:: MATERIAL SUPPLIED ::

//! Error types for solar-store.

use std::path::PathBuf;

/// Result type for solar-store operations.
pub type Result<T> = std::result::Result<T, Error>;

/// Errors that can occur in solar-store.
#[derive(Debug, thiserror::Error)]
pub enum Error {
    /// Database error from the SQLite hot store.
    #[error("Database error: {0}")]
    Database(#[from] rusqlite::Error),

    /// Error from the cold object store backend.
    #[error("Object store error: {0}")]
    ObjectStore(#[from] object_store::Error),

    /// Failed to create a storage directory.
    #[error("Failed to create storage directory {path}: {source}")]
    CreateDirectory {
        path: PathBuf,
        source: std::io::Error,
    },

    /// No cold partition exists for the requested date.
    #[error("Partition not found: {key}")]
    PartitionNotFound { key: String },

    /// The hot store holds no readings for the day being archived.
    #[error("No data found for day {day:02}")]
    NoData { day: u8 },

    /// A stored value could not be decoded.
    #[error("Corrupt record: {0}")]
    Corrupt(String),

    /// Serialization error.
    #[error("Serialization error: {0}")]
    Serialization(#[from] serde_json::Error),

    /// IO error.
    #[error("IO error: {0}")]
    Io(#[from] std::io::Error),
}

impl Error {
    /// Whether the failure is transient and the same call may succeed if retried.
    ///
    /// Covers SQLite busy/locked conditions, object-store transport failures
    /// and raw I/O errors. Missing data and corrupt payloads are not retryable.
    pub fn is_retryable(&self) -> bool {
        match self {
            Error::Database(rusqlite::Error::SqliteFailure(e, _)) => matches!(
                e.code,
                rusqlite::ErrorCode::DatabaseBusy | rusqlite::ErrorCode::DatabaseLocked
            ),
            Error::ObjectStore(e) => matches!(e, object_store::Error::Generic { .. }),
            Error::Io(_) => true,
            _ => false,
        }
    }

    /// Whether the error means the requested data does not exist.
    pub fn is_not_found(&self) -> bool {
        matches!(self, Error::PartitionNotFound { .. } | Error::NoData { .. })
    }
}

:::

WORK TASK
Could you copy out the data in full, exactly as it is written?

SOLVED PROBLEM
//! Error types for solar-store.

use std::path::PathBuf;

/// Result type for solar-store operations.
pub type Result<T> = std::result::Result<T, Error>;

/// Errors that can occur in solar-store.
#[derive(Debug, thiserror::Error)]
pub enum Error {
    /// Database error from the SQLite hot store.
    #[error("Database error: {0}")]
    Database(#[from] rusqlite::Error),

    /// Error from the cold object store backend.
    #[error("Object store error: {0}")]
    ObjectStore(#[from] object_store::Error),

    /// Failed to create a storage directory.
    #[error("Failed to create storage directory {path}: {source}")]
    CreateDirectory {
        path: PathBuf,
        source: std::io::Error,
    },

    /// No cold partition exists for the requested date.
    #[error("Partition not found: {key}")]
    PartitionNotFound { key: String },

    /// The hot store holds no readings for the day being archived.
    #[error("No data found for day {day:02}")]
    NoData { day: u8 },

    /// A stored value could not be decoded.
    #[error("Corrupt record: {0}")]
    Corrupt(String),

    /// Serialization error.
    #[error("Serialization error: {0}")]
    Serialization(#[from] serde_json::Error),

    /// IO error.
    #[error("IO error: {0}")]
    Io(#[from] std::io::Error),
}

impl Error {
    /// Whether the failure is transient and the same call may succeed if retried.
    ///
    /// Covers SQLite busy/locked conditions, object-store transport failures
    /// and raw I/O errors. Missing data and corrupt payloads are not retryable.
    pub fn is_retryable(&self) -> bool {
        match self {
            Error::Database(rusqlite::Error::SqliteFailure(e, _)) => matches!(
                e.code,
                rusqlite::ErrorCode::DatabaseBusy | rusqlite::ErrorCode::DatabaseLocked
            ),
            Error::ObjectStore(e) => matches!(e, object_store::Error::Generic { .. }),
            Error::Io(_) => true,
            _ => false,
        }
    }

    /// Whether the error means the requested data does not exist.
    pub fn is_not_found(&self) -> bool {
        matches!(self, Error::PartitionNotFound { .. } | Error::NoData { .. })
    }
}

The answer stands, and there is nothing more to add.